[[ Records to use open ]]

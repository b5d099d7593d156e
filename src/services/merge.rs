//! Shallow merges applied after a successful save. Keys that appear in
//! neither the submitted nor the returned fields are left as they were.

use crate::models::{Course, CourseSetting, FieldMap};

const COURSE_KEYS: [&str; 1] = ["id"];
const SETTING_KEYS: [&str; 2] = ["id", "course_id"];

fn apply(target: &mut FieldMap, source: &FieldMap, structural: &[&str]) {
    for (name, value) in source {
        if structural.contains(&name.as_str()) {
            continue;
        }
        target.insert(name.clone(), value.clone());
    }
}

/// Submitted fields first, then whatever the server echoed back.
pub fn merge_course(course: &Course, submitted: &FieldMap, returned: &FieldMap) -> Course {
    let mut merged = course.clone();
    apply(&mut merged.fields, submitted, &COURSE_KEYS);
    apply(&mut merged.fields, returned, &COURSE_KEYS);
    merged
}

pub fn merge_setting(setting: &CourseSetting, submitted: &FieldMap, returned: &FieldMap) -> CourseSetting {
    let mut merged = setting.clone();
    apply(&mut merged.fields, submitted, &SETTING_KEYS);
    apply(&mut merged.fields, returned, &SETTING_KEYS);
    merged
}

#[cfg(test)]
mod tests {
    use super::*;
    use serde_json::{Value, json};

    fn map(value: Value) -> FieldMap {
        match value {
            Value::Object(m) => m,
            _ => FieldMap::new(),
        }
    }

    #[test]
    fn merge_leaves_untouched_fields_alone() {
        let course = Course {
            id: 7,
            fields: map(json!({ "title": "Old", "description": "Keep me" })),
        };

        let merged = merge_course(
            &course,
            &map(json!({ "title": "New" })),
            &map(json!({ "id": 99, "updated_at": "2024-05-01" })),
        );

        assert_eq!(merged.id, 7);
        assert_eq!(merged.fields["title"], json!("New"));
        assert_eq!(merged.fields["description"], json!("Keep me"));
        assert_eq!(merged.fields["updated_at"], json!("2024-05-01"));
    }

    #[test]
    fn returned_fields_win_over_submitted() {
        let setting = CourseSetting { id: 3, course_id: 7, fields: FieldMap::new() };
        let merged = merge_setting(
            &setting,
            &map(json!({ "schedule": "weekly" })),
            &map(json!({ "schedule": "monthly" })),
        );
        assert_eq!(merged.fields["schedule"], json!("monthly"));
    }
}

[[ Records to use closed ]]

_Your instructions_:
Taking care to miss no line, set down the whole listing above exactly.

_The answer_:
repository b5d099d7593d156e
filename src/services/merge.rs
//! Shallow merges applied after a successful save. Keys that appear in
//! neither the submitted nor the returned fields are left as they were.

use crate::models::{Course, CourseSetting, FieldMap};

const COURSE_KEYS: [&str; 1] = ["id"];
const SETTING_KEYS: [&str; 2] = ["id", "course_id"];

fn apply(target: &mut FieldMap, source: &FieldMap, structural: &[&str]) {
    for (name, value) in source {
        if structural.contains(&name.as_str()) {
            continue;
        }
        target.insert(name.clone(), value.clone());
    }
}

/// Submitted fields first, then whatever the server echoed back.
pub fn merge_course(course: &Course, submitted: &FieldMap, returned: &FieldMap) -> Course {
    let mut merged = course.clone();
    apply(&mut merged.fields, submitted, &COURSE_KEYS);
    apply(&mut merged.fields, returned, &COURSE_KEYS);
    merged
}

pub fn merge_setting(setting: &CourseSetting, submitted: &FieldMap, returned: &FieldMap) -> CourseSetting {
    let mut merged = setting.clone();
    apply(&mut merged.fields, submitted, &SETTING_KEYS);
    apply(&mut merged.fields, returned, &SETTING_KEYS);
    merged
}

#[cfg(test)]
mod tests {
    use super::*;
    use serde_json::{Value, json};

    fn map(value: Value) -> FieldMap {
        match value {
            Value::Object(m) => m,
            _ => FieldMap::new(),
        }
    }

    #[test]
    fn merge_leaves_untouched_fields_alone() {
        let course = Course {
            id: 7,
            fields: map(json!({ "title": "Old", "description": "Keep me" })),
        };

        let merged = merge_course(
            &course,
            &map(json!({ "title": "New" })),
            &map(json!({ "id": 99, "updated_at": "2024-05-01" })),
        );

        assert_eq!(merged.id, 7);
        assert_eq!(merged.fields["title"], json!("New"));
        assert_eq!(merged.fields["description"], json!("Keep me"));
        assert_eq!(merged.fields["updated_at"], json!("2024-05-01"));
    }

    #[test]
    fn returned_fields_win_over_submitted() {
        let setting = CourseSetting { id: 3, course_id: 7, fields: FieldMap::new() };
        let merged = merge_setting(
            &setting,
            &map(json!({ "schedule": "weekly" })),
            &map(json!({ "schedule": "monthly" })),
        );
        assert_eq!(merged.fields["schedule"], json!("monthly"));
    }
}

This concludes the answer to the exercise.